Dataset entries
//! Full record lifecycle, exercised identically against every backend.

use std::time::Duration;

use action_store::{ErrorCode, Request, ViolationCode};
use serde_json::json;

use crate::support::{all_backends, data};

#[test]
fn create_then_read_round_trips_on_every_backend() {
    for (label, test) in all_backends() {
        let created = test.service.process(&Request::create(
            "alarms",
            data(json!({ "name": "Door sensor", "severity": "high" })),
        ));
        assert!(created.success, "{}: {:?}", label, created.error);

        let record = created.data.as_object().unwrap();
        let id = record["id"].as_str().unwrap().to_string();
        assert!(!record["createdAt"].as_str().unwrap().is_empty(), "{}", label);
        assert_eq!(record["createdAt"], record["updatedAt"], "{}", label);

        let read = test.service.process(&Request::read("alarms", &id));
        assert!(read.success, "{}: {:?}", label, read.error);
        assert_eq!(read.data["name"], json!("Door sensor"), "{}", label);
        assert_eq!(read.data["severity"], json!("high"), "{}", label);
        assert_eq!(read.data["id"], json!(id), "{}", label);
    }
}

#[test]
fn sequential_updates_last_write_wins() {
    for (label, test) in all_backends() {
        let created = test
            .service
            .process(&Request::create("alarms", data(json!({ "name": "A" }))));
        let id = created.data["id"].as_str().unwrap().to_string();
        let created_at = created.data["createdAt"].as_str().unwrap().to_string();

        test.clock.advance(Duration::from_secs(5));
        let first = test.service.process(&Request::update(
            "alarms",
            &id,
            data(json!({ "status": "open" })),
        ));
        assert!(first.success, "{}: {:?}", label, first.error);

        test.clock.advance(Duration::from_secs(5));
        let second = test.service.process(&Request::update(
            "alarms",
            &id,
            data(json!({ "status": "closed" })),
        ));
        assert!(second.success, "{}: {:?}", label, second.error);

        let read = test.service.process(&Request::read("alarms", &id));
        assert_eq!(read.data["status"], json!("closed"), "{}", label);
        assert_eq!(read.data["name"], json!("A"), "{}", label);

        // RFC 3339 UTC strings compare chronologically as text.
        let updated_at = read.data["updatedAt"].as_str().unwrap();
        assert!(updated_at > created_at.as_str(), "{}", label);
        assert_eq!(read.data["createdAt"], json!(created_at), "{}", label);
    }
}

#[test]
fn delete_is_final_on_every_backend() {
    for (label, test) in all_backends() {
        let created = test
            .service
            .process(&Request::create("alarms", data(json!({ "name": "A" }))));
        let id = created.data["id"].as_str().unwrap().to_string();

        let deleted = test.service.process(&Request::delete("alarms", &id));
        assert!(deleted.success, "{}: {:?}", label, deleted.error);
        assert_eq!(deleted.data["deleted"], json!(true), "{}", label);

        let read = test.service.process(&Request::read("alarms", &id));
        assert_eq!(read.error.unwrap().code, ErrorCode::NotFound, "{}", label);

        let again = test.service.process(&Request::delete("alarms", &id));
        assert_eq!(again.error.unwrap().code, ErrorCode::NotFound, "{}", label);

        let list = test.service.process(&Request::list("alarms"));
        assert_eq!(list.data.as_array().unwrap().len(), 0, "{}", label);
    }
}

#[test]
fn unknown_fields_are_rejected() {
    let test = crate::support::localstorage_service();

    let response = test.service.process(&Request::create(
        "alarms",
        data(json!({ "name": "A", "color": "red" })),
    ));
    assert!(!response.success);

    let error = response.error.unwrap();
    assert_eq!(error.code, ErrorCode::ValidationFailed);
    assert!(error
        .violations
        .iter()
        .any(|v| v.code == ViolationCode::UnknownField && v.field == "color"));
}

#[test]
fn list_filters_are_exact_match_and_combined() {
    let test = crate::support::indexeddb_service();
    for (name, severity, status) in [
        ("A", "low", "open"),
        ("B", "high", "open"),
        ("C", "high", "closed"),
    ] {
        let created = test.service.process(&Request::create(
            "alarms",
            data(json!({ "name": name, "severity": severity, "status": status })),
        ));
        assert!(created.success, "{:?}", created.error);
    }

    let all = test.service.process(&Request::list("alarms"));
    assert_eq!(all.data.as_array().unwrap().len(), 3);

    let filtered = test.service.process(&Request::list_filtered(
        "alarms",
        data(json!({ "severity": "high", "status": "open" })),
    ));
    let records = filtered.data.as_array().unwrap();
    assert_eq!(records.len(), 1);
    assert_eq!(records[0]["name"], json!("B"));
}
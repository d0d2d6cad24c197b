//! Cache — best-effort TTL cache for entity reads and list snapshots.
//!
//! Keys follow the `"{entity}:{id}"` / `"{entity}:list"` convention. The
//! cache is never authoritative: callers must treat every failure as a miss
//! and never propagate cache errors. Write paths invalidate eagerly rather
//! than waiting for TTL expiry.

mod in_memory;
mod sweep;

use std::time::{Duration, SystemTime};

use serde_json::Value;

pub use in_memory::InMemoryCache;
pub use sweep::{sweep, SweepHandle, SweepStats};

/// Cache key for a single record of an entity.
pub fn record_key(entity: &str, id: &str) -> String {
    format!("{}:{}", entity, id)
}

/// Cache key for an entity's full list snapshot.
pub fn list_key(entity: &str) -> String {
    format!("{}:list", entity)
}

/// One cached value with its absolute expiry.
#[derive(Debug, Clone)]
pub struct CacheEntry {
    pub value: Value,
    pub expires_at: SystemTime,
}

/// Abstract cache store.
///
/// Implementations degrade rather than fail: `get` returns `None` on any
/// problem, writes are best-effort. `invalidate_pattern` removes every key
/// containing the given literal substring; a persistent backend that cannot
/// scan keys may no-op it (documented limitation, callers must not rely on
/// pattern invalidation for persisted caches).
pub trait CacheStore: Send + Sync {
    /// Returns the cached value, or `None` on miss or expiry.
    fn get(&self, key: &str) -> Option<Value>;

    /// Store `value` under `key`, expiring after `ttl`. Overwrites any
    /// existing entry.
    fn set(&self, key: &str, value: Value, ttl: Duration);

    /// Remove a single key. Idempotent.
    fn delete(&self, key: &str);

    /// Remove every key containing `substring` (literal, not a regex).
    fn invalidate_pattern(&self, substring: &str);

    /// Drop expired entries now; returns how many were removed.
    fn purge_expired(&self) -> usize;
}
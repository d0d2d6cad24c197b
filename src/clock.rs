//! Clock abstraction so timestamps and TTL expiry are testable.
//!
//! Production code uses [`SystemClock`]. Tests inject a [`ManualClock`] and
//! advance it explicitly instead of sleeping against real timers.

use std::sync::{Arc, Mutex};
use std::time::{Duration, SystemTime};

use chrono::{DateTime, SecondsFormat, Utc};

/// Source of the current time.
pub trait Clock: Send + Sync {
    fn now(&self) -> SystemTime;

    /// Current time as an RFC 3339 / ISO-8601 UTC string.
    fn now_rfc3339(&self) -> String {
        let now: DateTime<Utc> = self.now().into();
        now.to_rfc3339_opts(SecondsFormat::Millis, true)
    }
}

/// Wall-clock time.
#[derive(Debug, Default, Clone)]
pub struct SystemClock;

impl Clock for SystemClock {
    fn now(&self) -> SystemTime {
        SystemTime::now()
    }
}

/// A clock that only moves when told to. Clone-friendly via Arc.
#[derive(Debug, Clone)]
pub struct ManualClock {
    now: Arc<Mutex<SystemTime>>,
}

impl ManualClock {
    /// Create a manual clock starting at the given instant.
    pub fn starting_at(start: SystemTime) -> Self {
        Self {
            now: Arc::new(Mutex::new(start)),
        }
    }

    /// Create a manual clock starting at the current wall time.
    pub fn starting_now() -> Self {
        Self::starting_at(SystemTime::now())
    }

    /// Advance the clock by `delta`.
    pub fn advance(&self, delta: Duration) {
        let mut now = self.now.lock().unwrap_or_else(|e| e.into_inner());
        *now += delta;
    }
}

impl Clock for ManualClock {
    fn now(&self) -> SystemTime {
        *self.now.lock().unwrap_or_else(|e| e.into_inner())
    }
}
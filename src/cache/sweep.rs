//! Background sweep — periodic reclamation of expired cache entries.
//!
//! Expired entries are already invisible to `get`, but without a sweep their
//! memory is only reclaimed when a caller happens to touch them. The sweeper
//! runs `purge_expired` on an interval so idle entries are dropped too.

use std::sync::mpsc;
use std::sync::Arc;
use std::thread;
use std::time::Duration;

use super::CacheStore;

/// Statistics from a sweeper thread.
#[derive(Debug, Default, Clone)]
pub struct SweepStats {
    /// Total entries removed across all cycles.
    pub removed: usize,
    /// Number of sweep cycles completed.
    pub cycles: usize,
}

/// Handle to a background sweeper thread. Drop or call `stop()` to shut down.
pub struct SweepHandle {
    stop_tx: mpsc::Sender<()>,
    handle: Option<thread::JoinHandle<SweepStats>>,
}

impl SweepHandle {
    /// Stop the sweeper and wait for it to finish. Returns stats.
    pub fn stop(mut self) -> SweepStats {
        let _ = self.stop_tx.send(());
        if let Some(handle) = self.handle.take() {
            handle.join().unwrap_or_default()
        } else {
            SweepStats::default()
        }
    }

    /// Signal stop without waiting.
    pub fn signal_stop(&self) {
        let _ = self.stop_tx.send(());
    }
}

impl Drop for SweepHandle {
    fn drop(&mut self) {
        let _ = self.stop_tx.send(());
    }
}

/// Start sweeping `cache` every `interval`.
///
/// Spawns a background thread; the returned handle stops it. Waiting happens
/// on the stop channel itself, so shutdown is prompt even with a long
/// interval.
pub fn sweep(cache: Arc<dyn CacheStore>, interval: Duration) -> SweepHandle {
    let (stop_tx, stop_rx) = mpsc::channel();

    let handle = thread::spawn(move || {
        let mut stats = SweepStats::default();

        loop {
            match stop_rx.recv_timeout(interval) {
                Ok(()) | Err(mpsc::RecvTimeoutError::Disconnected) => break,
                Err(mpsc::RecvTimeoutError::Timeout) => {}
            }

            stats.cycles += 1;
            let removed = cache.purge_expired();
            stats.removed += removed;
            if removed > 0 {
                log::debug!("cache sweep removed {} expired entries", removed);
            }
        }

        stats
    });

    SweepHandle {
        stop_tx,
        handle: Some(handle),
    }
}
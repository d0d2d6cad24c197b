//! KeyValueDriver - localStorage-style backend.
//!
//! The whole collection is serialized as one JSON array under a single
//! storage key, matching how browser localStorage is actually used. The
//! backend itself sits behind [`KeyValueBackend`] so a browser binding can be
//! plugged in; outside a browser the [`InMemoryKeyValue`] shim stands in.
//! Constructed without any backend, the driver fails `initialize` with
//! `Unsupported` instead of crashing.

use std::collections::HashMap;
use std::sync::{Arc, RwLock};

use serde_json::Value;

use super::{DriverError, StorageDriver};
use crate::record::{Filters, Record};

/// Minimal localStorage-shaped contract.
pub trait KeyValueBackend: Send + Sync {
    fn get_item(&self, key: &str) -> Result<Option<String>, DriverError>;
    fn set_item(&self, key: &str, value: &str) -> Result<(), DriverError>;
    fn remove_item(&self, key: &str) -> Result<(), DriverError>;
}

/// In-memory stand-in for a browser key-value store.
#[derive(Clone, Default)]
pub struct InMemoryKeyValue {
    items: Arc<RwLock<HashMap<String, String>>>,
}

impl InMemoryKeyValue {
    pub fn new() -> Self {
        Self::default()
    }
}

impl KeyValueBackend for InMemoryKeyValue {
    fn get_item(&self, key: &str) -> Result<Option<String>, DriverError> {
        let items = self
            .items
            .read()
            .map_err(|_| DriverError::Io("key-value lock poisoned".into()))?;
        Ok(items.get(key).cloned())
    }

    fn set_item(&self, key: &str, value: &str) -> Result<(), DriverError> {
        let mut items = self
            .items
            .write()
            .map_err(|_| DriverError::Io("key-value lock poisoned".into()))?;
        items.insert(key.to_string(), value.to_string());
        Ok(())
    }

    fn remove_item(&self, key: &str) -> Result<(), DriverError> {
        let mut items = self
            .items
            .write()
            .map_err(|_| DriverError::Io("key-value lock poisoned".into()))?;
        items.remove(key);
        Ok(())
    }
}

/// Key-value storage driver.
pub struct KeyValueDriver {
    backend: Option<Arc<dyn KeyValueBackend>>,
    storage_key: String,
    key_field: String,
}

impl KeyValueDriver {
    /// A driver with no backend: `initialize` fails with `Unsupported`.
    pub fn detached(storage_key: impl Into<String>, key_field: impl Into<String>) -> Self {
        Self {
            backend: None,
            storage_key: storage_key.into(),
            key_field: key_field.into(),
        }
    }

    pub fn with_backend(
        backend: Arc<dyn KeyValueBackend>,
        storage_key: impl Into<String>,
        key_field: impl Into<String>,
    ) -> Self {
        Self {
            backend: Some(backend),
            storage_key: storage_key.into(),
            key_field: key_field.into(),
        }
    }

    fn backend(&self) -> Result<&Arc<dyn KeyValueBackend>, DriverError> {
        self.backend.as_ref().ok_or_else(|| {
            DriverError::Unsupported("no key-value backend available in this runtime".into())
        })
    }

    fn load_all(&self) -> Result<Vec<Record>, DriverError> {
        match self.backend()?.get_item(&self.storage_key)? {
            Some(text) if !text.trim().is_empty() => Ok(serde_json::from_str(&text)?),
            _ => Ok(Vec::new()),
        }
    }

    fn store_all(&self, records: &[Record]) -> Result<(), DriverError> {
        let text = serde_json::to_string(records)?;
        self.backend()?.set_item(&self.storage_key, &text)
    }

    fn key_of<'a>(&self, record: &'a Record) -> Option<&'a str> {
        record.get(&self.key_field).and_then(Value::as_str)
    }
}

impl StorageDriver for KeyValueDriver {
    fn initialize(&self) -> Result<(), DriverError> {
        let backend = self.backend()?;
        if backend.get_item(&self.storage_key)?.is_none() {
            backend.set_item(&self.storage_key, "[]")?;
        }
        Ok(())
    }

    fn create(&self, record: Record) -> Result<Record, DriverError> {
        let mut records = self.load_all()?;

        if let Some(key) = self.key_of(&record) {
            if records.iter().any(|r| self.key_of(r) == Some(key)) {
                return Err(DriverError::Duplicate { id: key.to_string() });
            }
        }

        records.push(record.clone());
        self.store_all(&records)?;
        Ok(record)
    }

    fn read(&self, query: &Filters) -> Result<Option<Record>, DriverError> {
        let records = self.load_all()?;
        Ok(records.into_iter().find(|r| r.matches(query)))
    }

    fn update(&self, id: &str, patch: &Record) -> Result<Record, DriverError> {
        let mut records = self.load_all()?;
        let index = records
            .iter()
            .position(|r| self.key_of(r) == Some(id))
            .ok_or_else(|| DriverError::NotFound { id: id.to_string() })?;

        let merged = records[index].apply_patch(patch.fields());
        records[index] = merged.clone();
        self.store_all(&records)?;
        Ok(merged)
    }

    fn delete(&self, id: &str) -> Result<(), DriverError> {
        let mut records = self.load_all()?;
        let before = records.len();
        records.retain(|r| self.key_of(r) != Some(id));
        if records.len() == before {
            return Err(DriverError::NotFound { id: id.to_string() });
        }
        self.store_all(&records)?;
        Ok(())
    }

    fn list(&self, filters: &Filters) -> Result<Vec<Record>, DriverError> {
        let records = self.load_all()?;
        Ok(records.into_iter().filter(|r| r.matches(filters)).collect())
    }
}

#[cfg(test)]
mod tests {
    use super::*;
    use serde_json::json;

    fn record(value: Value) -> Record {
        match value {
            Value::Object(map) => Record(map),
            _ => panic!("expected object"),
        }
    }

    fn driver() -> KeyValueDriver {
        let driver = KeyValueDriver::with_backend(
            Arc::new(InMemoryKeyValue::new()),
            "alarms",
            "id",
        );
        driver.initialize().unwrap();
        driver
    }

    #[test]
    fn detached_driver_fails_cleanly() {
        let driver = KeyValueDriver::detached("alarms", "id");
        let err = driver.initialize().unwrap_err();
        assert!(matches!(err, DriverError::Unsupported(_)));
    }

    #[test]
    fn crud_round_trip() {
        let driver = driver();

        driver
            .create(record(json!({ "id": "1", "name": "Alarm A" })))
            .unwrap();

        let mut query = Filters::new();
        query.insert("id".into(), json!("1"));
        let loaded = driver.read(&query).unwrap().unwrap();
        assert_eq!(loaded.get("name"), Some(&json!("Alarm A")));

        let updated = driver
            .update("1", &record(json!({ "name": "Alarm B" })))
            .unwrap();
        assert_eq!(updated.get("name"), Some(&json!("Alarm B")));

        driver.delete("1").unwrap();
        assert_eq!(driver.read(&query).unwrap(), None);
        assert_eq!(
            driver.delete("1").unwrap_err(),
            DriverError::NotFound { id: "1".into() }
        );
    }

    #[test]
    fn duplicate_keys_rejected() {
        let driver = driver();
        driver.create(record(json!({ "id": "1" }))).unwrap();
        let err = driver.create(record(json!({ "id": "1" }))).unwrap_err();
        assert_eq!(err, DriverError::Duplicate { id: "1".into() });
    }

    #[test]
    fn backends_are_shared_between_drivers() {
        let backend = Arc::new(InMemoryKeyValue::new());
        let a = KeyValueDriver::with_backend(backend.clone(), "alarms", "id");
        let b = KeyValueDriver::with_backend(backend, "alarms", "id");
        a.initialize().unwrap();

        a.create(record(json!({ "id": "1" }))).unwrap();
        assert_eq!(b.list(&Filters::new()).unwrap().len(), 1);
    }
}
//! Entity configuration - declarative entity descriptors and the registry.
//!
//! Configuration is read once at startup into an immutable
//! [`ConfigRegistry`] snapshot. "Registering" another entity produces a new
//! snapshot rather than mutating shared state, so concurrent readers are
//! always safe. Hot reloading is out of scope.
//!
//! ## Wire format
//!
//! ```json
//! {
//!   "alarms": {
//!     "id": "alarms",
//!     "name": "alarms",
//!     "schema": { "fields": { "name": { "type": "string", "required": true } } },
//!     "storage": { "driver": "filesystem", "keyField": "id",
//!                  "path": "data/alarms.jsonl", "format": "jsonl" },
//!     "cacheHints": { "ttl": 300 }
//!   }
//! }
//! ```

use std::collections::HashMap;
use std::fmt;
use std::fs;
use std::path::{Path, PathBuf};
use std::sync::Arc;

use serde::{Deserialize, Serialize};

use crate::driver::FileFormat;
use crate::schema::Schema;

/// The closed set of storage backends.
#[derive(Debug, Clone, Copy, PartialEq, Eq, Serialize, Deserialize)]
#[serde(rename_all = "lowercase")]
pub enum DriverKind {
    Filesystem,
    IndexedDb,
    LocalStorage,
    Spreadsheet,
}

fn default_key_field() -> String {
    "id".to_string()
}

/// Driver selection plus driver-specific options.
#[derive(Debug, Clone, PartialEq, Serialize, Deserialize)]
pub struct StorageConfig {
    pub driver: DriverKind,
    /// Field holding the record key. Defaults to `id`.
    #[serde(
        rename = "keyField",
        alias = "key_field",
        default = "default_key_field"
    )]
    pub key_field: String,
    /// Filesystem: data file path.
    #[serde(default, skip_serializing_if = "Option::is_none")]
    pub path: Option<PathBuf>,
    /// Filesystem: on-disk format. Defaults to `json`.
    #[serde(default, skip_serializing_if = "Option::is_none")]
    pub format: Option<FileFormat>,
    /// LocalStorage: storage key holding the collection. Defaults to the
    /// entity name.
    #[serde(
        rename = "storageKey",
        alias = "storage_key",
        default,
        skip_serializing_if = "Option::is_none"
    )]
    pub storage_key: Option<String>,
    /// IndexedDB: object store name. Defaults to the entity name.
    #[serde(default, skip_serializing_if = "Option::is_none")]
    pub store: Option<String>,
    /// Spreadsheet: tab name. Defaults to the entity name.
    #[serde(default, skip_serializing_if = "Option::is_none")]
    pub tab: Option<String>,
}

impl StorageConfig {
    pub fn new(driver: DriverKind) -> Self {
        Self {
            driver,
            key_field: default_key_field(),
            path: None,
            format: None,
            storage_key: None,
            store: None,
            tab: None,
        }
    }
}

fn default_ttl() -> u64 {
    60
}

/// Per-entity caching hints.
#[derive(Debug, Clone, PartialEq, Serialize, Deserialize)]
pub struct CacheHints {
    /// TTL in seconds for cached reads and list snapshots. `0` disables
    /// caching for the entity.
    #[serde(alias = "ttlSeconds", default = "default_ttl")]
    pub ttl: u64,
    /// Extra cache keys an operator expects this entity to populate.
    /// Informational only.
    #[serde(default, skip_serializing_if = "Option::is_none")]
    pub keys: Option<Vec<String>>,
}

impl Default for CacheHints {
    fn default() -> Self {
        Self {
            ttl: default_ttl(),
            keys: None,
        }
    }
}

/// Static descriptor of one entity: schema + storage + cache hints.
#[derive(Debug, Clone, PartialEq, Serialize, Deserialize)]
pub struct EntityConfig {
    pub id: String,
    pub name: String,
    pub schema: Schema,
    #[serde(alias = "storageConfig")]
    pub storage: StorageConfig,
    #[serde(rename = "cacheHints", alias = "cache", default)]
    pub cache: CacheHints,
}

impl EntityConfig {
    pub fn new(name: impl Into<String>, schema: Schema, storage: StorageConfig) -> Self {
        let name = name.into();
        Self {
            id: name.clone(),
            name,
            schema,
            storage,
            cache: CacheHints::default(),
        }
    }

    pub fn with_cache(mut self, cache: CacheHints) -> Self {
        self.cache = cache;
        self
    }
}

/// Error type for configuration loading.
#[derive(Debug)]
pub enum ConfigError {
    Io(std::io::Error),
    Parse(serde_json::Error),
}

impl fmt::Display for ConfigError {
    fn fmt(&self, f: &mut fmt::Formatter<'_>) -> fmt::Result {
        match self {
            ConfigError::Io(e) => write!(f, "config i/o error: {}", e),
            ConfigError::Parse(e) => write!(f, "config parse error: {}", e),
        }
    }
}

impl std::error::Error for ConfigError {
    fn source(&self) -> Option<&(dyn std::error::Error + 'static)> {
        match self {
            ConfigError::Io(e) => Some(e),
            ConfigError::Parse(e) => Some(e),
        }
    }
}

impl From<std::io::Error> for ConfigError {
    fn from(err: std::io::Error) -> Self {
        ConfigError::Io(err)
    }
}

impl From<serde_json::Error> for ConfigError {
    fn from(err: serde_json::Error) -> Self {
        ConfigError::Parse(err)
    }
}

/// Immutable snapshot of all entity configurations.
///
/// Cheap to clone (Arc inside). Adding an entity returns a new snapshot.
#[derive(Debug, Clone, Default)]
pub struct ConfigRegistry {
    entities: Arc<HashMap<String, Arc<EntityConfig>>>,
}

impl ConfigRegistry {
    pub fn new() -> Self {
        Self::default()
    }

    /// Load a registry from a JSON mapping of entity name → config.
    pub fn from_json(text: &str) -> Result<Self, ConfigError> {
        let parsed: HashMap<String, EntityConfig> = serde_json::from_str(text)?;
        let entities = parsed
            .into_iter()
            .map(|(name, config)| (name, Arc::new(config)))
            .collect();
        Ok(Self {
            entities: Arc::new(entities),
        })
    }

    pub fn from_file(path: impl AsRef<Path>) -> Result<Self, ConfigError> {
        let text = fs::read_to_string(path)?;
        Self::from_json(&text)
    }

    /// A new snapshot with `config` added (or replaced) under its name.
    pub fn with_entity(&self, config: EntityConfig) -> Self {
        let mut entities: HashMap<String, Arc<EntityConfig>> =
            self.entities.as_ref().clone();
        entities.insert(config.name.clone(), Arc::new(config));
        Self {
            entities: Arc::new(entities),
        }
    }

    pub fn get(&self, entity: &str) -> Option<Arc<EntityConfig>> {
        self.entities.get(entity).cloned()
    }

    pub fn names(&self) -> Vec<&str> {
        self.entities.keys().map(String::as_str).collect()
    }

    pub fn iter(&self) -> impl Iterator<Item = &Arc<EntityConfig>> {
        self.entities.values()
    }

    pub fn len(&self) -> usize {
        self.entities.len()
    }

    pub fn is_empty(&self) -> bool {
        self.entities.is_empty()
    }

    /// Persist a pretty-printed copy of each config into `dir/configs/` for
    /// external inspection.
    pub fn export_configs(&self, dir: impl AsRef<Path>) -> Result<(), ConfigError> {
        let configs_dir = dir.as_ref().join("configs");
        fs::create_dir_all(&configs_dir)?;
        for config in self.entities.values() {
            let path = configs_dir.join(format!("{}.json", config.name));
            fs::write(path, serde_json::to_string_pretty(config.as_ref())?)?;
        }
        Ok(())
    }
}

> _Exercise directions_
Show all lines in the entries above where the word "StorageDriver" appears.

> _The answer_
use super::{DriverError, StorageDriver};
impl StorageDriver for KeyValueDriver {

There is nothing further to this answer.